BEGIN DATA SHOWN
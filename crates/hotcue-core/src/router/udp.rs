use std::net::SocketAddr;
use tokio::net::UdpSocket;

use super::{bounded, Protocol, Result, RouterError, UdpTarget};
use crate::shutdown::Shutdown;

/// One datagram, no acknowledgement. Only local resolve/bind/write errors
/// surface.
pub(super) async fn send(target: &UdpTarget, payload: &[u8], shutdown: &Shutdown) -> Result<()> {
    if target.addr.is_empty() {
        return Err(RouterError::invalid(Protocol::Udp, "udp addr is required"));
    }

    bounded(
        Protocol::Udp,
        target.timeout(),
        shutdown,
        write_datagram(&target.addr, payload),
    )
    .await
}

async fn write_datagram(addr: &str, payload: &[u8]) -> Result<()> {
    let remote = resolve(addr).await?;
    let socket = UdpSocket::bind(unspecified_for(&remote)).await?;
    socket.connect(remote).await?;
    socket.send(payload).await?;
    Ok(())
}

async fn resolve(addr: &str) -> Result<SocketAddr> {
    tokio::net::lookup_host(addr).await?.next().ok_or_else(|| {
        RouterError::Io(std::io::Error::new(
            std::io::ErrorKind::NotFound,
            format!("no address found for {addr}"),
        ))
    })
}

/// Wildcard local address in the same family as `remote`.
pub(super) fn unspecified_for(remote: &SocketAddr) -> SocketAddr {
    match remote {
        SocketAddr::V4(_) => SocketAddr::from(([0, 0, 0, 0], 0)),
        SocketAddr::V6(_) => SocketAddr::from(([0u16; 8], 0)),
    }
}
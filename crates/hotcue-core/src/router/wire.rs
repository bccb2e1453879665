use serde::Serialize;
use serde_json::ser::Formatter;
use std::io;

use super::Result;
use crate::trigger::Trigger;

/// Wire payload shared by every protocol: the owning trigger as compact JSON,
/// with `<`, `>`, `&`, U+2028 and U+2029 written as `\u` escapes so the bytes
/// equal what the configuration tools emit for the same rule.
pub fn payload(owner: &Trigger) -> Result<Vec<u8>> {
    let mut ser = serde_json::Serializer::with_formatter(Vec::new(), HtmlSafe);
    owner.serialize(&mut ser)?;
    Ok(ser.into_inner())
}

/// Compact output plus HTML-safe string escaping.
struct HtmlSafe;

impl Formatter for HtmlSafe {
    fn write_string_fragment<W>(&mut self, writer: &mut W, fragment: &str) -> io::Result<()>
    where
        W: ?Sized + io::Write,
    {
        let mut start = 0;
        for (i, c) in fragment.char_indices() {
            let escaped = match c {
                '<' => "\\u003c",
                '>' => "\\u003e",
                '&' => "\\u0026",
                '\u{2028}' => "\\u2028",
                '\u{2029}' => "\\u2029",
                _ => continue,
            };
            writer.write_all(fragment[start..i].as_bytes())?;
            writer.write_all(escaped.as_bytes())?;
            start = i + c.len_utf8();
        }
        writer.write_all(fragment[start..].as_bytes())
    }
}
//! The trigger ruleset currently in effect.
//!
//! A [`TriggerSnapshot`] is immutable once built. [`SnapshotCell`] publishes
//! snapshots by swapping an `Arc`, so a reader holds one complete snapshot for
//! as long as it needs it and never observes a partially applied update.

use serde::{Deserialize, Serialize, Serializer};
use std::sync::{Arc, PoisonError, RwLock};
use uuid::Uuid;

use crate::error::{HotcueError, Result};
use crate::trigger::Trigger;

/// Upper bound on a config push body.
pub const MAX_CONFIG_PAYLOAD_BYTES: usize = 4 << 20;

// ---------------------------------------------------------------------------
// TriggerSnapshot
// ---------------------------------------------------------------------------

#[derive(Debug, Clone)]
pub struct TriggerSnapshot {
    id: Uuid,
    triggers: Vec<Arc<Trigger>>,
}

impl TriggerSnapshot {
    pub fn new(triggers: Vec<Trigger>) -> Self {
        Self {
            id: Uuid::new_v4(),
            triggers: triggers.into_iter().map(Arc::new).collect(),
        }
    }

    pub fn empty() -> Self {
        Self::new(Vec::new())
    }

    /// Parse a config push: exactly one JSON array of triggers, nothing after it.
    pub fn from_json(payload: &[u8]) -> Result<Self> {
        if payload.len() > MAX_CONFIG_PAYLOAD_BYTES {
            return Err(HotcueError::PayloadTooLarge {
                size: payload.len(),
                limit: MAX_CONFIG_PAYLOAD_BYTES,
            });
        }
        let mut de = serde_json::Deserializer::from_slice(payload);
        let triggers = Vec::<Trigger>::deserialize(&mut de).map_err(HotcueError::InvalidPayload)?;
        de.end().map_err(|_| HotcueError::TrailingData)?;
        Ok(Self::new(triggers))
    }

    /// Random id, used to correlate log lines with a config push.
    pub fn id(&self) -> Uuid {
        self.id
    }

    pub fn triggers(&self) -> &[Arc<Trigger>] {
        &self.triggers
    }

    pub fn len(&self) -> usize {
        self.triggers.len()
    }

    pub fn is_empty(&self) -> bool {
        self.triggers.is_empty()
    }
}

impl Default for TriggerSnapshot {
    fn default() -> Self {
        Self::empty()
    }
}

impl Serialize for TriggerSnapshot {
    fn serialize<S: Serializer>(&self, serializer: S) -> std::result::Result<S::Ok, S::Error> {
        serializer.collect_seq(self.triggers.iter().map(|t| t.as_ref()))
    }
}

// ---------------------------------------------------------------------------
// SnapshotCell
// ---------------------------------------------------------------------------

/// Holder of the current snapshot. The lock only guards the pointer swap;
/// matching runs against the cloned `Arc` with no lock held.
#[derive(Debug, Default)]
pub struct SnapshotCell {
    current: RwLock<Arc<TriggerSnapshot>>,
}

impl SnapshotCell {
    pub fn new(initial: TriggerSnapshot) -> Self {
        Self {
            current: RwLock::new(Arc::new(initial)),
        }
    }

    /// The snapshot in effect right now.
    pub fn load(&self) -> Arc<TriggerSnapshot> {
        let guard = self.current.read().unwrap_or_else(PoisonError::into_inner);
        Arc::clone(&guard)
    }

    /// Publish `next` wholesale, returning the snapshot it replaced.
    pub fn replace(&self, next: TriggerSnapshot) -> Arc<TriggerSnapshot> {
        let mut guard = self.current.write().unwrap_or_else(PoisonError::into_inner);
        std::mem::replace(&mut *guard, Arc::new(next))
    }
}

// ---------------------------------------------------------------------------
// Tests
// ---------------------------------------------------------------------------
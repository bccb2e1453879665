use crate::output::print_json;
use anyhow::Context;
use clap::Subcommand;
use hotcue_core::config::{Config, WarnLevel};
use std::path::Path;

#[derive(Subcommand)]
pub enum ConfigSubcommand {
    /// Validate the config for common mistakes
    Validate,
}

pub fn run(path: &Path, subcmd: ConfigSubcommand, json: bool) -> anyhow::Result<()> {
    match subcmd {
        ConfigSubcommand::Validate => validate(path, json),
    }
}

fn validate(path: &Path, json: bool) -> anyhow::Result<()> {
    let config = Config::load(path).context("failed to load config")?;
    let warnings = config.validate();

    if json {
        let value = serde_json::json!({
            "config": path.display().to_string(),
            "warnings": warnings,
        });
        print_json(&value)?;
    } else if warnings.is_empty() {
        println!("Config is valid. No warnings.");
    } else {
        for w in &warnings {
            let prefix = match w.level {
                WarnLevel::Warning => "warning",
                WarnLevel::Error => "error",
            };
            println!("[{prefix}] {}", w.message);
        }
    }

    if warnings.iter().any(|w| w.level == WarnLevel::Error) {
        anyhow::bail!("config validation found errors");
    }

    Ok(())
}
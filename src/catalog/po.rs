//! GNU gettext `.po` source files
//!
//! Only translated entries reach the catalog: fuzzy, obsolete (`#~`) and
//! untranslated entries are dropped, as `msgfmt` would drop them. The
//! header entry (empty msgid) is always applied.

use std::path::Path;

use super::message_catalog::{MessageCatalog, CONTEXT_SEPARATOR};
use crate::utils::errors::{VernacularError, Result};

#[derive(Debug, Clone, Copy, PartialEq, Eq)]
enum Field {
    Context,
    Id,
    IdPlural,
    Str(usize),
}

#[derive(Debug, Default)]
struct Entry {
    context: Option<String>,
    msgid: Option<String>,
    msgid_plural: Option<String>,
    msgstr: Vec<(usize, String)>,
    fuzzy: bool,
    line: usize,
}

impl Entry {
    fn is_started(&self) -> bool {
        self.context.is_some() || self.msgid.is_some()
    }

    fn field_mut(&mut self, field: Field) -> Option<&mut String> {
        match field {
            Field::Context => self.context.as_mut(),
            Field::Id => self.msgid.as_mut(),
            Field::IdPlural => self.msgid_plural.as_mut(),
            Field::Str(index) => self
                .msgstr
                .iter_mut()
                .find(|(i, _)| *i == index)
                .map(|(_, s)| s),
        }
    }
}

struct PoParser<'p> {
    path: &'p Path,
    catalog: MessageCatalog,
    entry: Entry,
    field: Option<Field>,
}

impl<'p> PoParser<'p> {
    fn error(&self, line: usize, reason: impl Into<String>) -> VernacularError {
        VernacularError::PoSyntax {
            path: self.path.to_path_buf(),
            line,
            reason: reason.into(),
        }
    }

    fn flush(&mut self) -> Result<()> {
        let entry = std::mem::take(&mut self.entry);
        self.field = None;

        let Some(msgid) = entry.msgid else {
            if entry.context.is_some() {
                return Err(self.error(entry.line, "msgctxt without msgid"));
            }
            return Ok(());
        };

        let mut msgstr = entry.msgstr;
        msgstr.sort_by_key(|(index, _)| *index);
        if msgstr.is_empty() {
            return Err(self.error(entry.line, format!("entry '{}' has no msgstr", msgid)));
        }
        if msgstr.iter().enumerate().any(|(expected, (index, _))| expected != *index) {
            return Err(self.error(entry.line, format!("entry '{}' has gaps in msgstr[N]", msgid)));
        }
        let mut forms: Vec<String> = msgstr.into_iter().map(|(_, s)| s).collect();

        if msgid.is_empty() && entry.context.is_none() {
            return self.catalog.set_header(&forms[0]);
        }
        if entry.fuzzy {
            return Ok(());
        }

        let key = match entry.context {
            Some(context) => format!("{}{}{}", context, CONTEXT_SEPARATOR, msgid),
            None => msgid,
        };

        match entry.msgid_plural {
            Some(msgid_plural) => {
                if forms.iter().all(|f| !f.is_empty()) {
                    self.catalog.add_plural_message(key, msgid_plural, forms);
                }
            }
            None => {
                if forms.len() > 1 {
                    return Err(self.error(entry.line, format!("entry '{}' has plural msgstr without msgid_plural", key)));
                }
                let translation = forms.swap_remove(0);
                if !translation.is_empty() {
                    self.catalog.add_message(key, translation);
                }
            }
        }
        Ok(())
    }

    fn comment(&mut self, line: &str) -> Result<()> {
        if self.entry.msgid.is_some() {
            self.flush()?;
        }
        if let Some(flags) = line.strip_prefix("#,") {
            if flags.split(',').any(|flag| flag.trim() == "fuzzy") {
                self.entry.fuzzy = true;
            }
        }
        Ok(())
    }

    fn keyword(&mut self, number: usize, keyword: &str, value: String) -> Result<()> {
        let field = match keyword {
            "msgctxt" => Field::Context,
            "msgid" => Field::Id,
            "msgid_plural" => Field::IdPlural,
            "msgstr" => Field::Str(0),
            other => match other
                .strip_prefix("msgstr[")
                .and_then(|rest| rest.strip_suffix(']'))
                .and_then(|index| index.parse::<usize>().ok())
            {
                Some(index) => Field::Str(index),
                None => return Err(self.error(number, format!("unknown keyword '{}'", other))),
            },
        };

        let starts_entry = match field {
            Field::Context => self.entry.is_started(),
            Field::Id => self.entry.msgid.is_some(),
            _ => false,
        };
        if starts_entry {
            self.flush()?;
        }
        if !self.entry.is_started() {
            self.entry.line = number;
        }

        match field {
            Field::Context => self.entry.context = Some(value),
            Field::Id if self.entry.msgid.is_none() => self.entry.msgid = Some(value),
            Field::IdPlural if self.entry.msgid.is_some() && self.entry.msgid_plural.is_none() => {
                self.entry.msgid_plural = Some(value)
            }
            Field::Str(index)
                if self.entry.msgid.is_some()
                    && self.entry.msgstr.iter().all(|(i, _)| *i != index) =>
            {
                self.entry.msgstr.push((index, value))
            }
            _ => return Err(self.error(number, format!("unexpected '{}'", keyword))),
        }
        self.field = Some(field);
        Ok(())
    }

    fn continuation(&mut self, number: usize, value: String) -> Result<()> {
        let field = self
            .field
            .ok_or_else(|| self.error(number, "string continuation without a keyword"))?;
        if let Some(target) = self.entry.field_mut(field) {
            target.push_str(&value);
            return Ok(());
        }
        Err(self.error(number, "string continuation without a keyword"))
    }
}

/// Parse `.po` source text. `path` is only used in error messages.
pub fn parse(source: &str, path: &Path) -> Result<MessageCatalog> {
    let mut parser = PoParser {
        path,
        catalog: MessageCatalog::new(),
        entry: Entry::default(),
        field: None,
    };

    let source = source.strip_prefix('\u{feff}').unwrap_or(source);
    for (index, raw) in source.lines().enumerate() {
        let number = index + 1;
        let line = raw.trim();

        if line.is_empty() {
            parser.flush()?;
        } else if line.starts_with("#~") {
            if parser.entry.is_started() {
                parser.flush()?;
            }
        } else if line.starts_with('#') {
            parser.comment(line)?;
        } else if line.starts_with('"') {
            let value = unquote(line).map_err(|reason| parser.error(number, reason))?;
            parser.continuation(number, value)?;
        } else {
            let (keyword, rest) = line
                .split_once(char::is_whitespace)
                .ok_or_else(|| parser.error(number, format!("expected a quoted string after '{}'", line)))?;
            let value = unquote(rest.trim()).map_err(|reason| parser.error(number, reason))?;
            parser.keyword(number, keyword, value)?;
        }
    }
    parser.flush()?;

    Ok(parser.catalog)
}

/// Read and parse a `.po` file
pub async fn read(path: &Path) -> Result<MessageCatalog> {
    let source = tokio::fs::read_to_string(path).await?;
    parse(&source, path)
}

fn unquote(quoted: &str) -> std::result::Result<String, String> {
    let inner = quoted
        .strip_prefix('"')
        .and_then(|s| s.strip_suffix('"'))
        .ok_or_else(|| format!("malformed string {}", quoted))?;

    let mut out = String::with_capacity(inner.len());
    let mut chars = inner.chars();
    while let Some(c) = chars.next() {
        match c {
            '\\' => {
                let escaped = match chars.next() {
                    Some('n') => '\n',
                    Some('t') => '\t',
                    Some('r') => '\r',
                    Some('a') => '\u{7}',
                    Some('b') => '\u{8}',
                    Some('f') => '\u{c}',
                    Some('v') => '\u{b}',
                    Some(c @ ('"' | '\\' | '\'' | '?')) => c,
                    Some(other) => return Err(format!("unknown escape '\\{}'", other)),
                    None => return Err("dangling backslash".to_string()),
                };
                out.push(escaped);
            }
            '"' => return Err(format!("unescaped quote in {}", quoted)),
            c => out.push(c),
        }
    }
    Ok(out)
}

#[cfg(test)]
mod tests {
    use super::*;
    use assert_matches::assert_matches;

    const FRENCH: &str = r#"
# French translations.
msgid ""
msgstr ""
"Language: fr\n"
"Plural-Forms: nplurals=2; plural=(n > 1);\n"

#: src/car.rs:12
msgid "handbrake"
msgstr "frein à main"

msgid "greetings"
msgstr ""
"Bonjour ${name}. "
"Bienvenue à ${place}."

msgid "Unable to find user: ${users}"
msgid_plural "Unable to find users: ${users}"
msgstr[0] "Impossible de trouver l'utilisateur: ${users}"
msgstr[1] "Impossible de trouver les utilisateurs: ${users}"

#, fuzzy
msgid "sir"
msgstr "monsieur ?"

msgid "untranslated"
msgstr ""

msgctxt "plumbing"
msgid "tap"
msgstr "robinet"

msgid "quote"
msgstr "il a dit \"non\"\tpuis\n"

#~ msgid "old"
#~ msgstr "vieux"
"#;

    fn french() -> MessageCatalog {
        parse(FRENCH, Path::new("fr/LC_MESSAGES/test.po")).unwrap()
    }

    #[test]
    fn test_header_applied() {
        let catalog = french();
        assert_eq!(catalog.metadata("Language"), Some("fr"));
        assert_eq!(catalog.plural_rule().index(1), 0);
        assert_eq!(catalog.plural_rule().index(2), 1);
    }

    #[test]
    fn test_entries() {
        let catalog = french();
        assert_eq!(catalog.gettext("handbrake"), Some("frein à main"));
        assert_eq!(catalog.gettext("greetings"), Some("Bonjour ${name}. Bienvenue à ${place}."));
        assert_eq!(catalog.pgettext("plumbing", "tap"), Some("robinet"));
        assert_eq!(catalog.gettext("tap"), None);
        assert_eq!(catalog.gettext("quote"), Some("il a dit \"non\"\tpuis\n"));
        assert_eq!(
            catalog.ngettext("Unable to find user: ${users}", "Unable to find users: ${users}", 1),
            Some("Impossible de trouver l'utilisateur: ${users}")
        );
    }

    #[test]
    fn test_skipped_entries() {
        let catalog = french();
        assert_eq!(catalog.gettext("sir"), None);
        assert_eq!(catalog.gettext("untranslated"), None);
        assert_eq!(catalog.gettext("old"), None);
        assert_eq!(catalog.len(), 5);
    }

    #[test]
    fn test_entries_without_blank_separators() {
        let source = "msgctxt \"k\"\nmsgid \"a\"\nmsgstr \"A\"\nmsgid \"b\"\nmsgstr \"B\"\n#, fuzzy\nmsgid \"c\"\nmsgstr \"C\"\n";
        let catalog = parse(source, Path::new("x.po")).unwrap();
        assert_eq!(catalog.pgettext("k", "a"), Some("A"));
        assert_eq!(catalog.gettext("b"), Some("B"));
        assert_eq!(catalog.gettext("c"), None);
    }

    #[test]
    fn test_partially_translated_plural_skipped() {
        let source = "msgid \"x\"\nmsgid_plural \"xs\"\nmsgstr[0] \"un x\"\nmsgstr[1] \"\"\n";
        let catalog = parse(source, Path::new("x.po")).unwrap();
        assert!(catalog.is_empty());
    }

    #[test]
    fn test_syntax_errors() {
        assert_matches!(
            parse("msgid \"a\"\nmsgstr \"A\nmsgid", Path::new("x.po")),
            Err(VernacularError::PoSyntax { line: 2, .. })
        );
        assert_matches!(
            parse("\"orphan\"\n", Path::new("x.po")),
            Err(VernacularError::PoSyntax { line: 1, .. })
        );
        assert_matches!(
            parse("msgid \"a\"\nmsgtxt \"A\"\n", Path::new("x.po")),
            Err(VernacularError::PoSyntax { line: 2, .. })
        );
        assert_matches!(
            parse("msgid \"a\"\n\n", Path::new("x.po")),
            Err(VernacularError::PoSyntax { line: 1, .. })
        );
        assert_matches!(
            parse("msgid \"a\"\nmsgid_plural \"b\"\nmsgstr[1] \"B\"\n", Path::new("x.po")),
            Err(VernacularError::PoSyntax { .. })
        );
        assert_matches!(
            parse("msgid \"a\\q\"\nmsgstr \"\"\n", Path::new("x.po")),
            Err(VernacularError::PoSyntax { line: 1, .. })
        );
    }

    #[test]
    fn test_bad_plural_header_propagates() {
        let source = "msgid \"\"\nmsgstr \"Plural-Forms: nplurals=2; plural=n >;\\n\"\n";
        assert_matches!(
            parse(source, Path::new("x.po")),
            Err(VernacularError::InvalidPluralForms(_))
        );
    }

    #[test]
    fn test_leading_byte_order_mark() {
        let source = "\u{feff}msgid \"tap\"\nmsgstr \"robinet\"\n";
        let catalog = parse(source, Path::new("bom.po")).unwrap();
        assert_eq!(catalog.gettext("tap"), Some("robinet"));
    }
}
//! Vernacular command line
//!
//! Loads the configured translation roots and translates one message:
//!
//! ```text
//! vernacular <target_language> <message> [domain]
//! ```

use std::sync::Arc;

use anyhow::Context;
use tracing::{error, info, warn};

use vernacular::{
    catalog::CatalogLoader,
    config::Settings,
    i18n::{TranslatableString, Translator},
    utils::logging,
};

#[tokio::main]
async fn main() -> anyhow::Result<()> {
    dotenv::dotenv().ok();

    // Load configuration
    let settings = Settings::new().context("Failed to load configuration")?;
    settings.validate()?;

    // Initialize logging; the guard flushes the file writer on exit
    let _guard = logging::init_logging(&settings.logging)?;

    info!("Starting {}", vernacular::info());

    let mut args = std::env::args().skip(1);
    let (Some(target_language), Some(message)) = (args.next(), args.next()) else {
        eprintln!("usage: vernacular <target_language> <message> [domain]");
        std::process::exit(2);
    };
    let domain = args.next();
    if args.next().is_some() {
        warn!("Ignoring extra arguments");
    }

    info!("Loading translations...");
    let store = match CatalogLoader::from_config(&settings.translations).load().await {
        Ok(store) => store,
        Err(e) => {
            error!(severity = %e.severity(), recoverable = e.is_recoverable(),
                   "Failed to load translations: {}", e);
            return Err(e.into());
        }
    };
    info!("Translation store: {}", serde_json::to_string(&store.stats())?);

    let translator = Translator::new(Arc::new(store), settings.translations.default_domain.clone());
    let translated = translator.translate(
        &TranslatableString::new(message),
        &target_language,
        domain.as_deref(),
    )?;

    println!("{}", translated);
    Ok(())
}
//! `${name}` placeholder substitution

use std::borrow::Cow;
use std::sync::LazyLock;

use regex::{Captures, Regex};

use super::message::Mapping;

static PLACEHOLDER: LazyLock<Regex> = LazyLock::new(|| {
    Regex::new(r"\$\{([A-Za-z_][A-Za-z0-9_]*)\}").expect("placeholder pattern is valid")
});

/// Substitute `${identifier}` placeholders found in `mapping`.
///
/// Placeholders without a value stay verbatim. Substituted values are not
/// scanned again.
pub fn render<'t>(template: &'t str, mapping: &Mapping) -> Cow<'t, str> {
    if mapping.is_empty() {
        return Cow::Borrowed(template);
    }

    PLACEHOLDER.replace_all(template, |caps: &Captures<'_>| {
        match mapping.get(&caps[1]) {
            Some(value) => value.to_string(),
            None => caps[0].to_string(),
        }
    })
}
END DATA SHOWN
• **ABOUT THIS TASK**
Find how many lines of the listing hold "const" and give the number by itself.

• **EXPECTED ANSWER**
2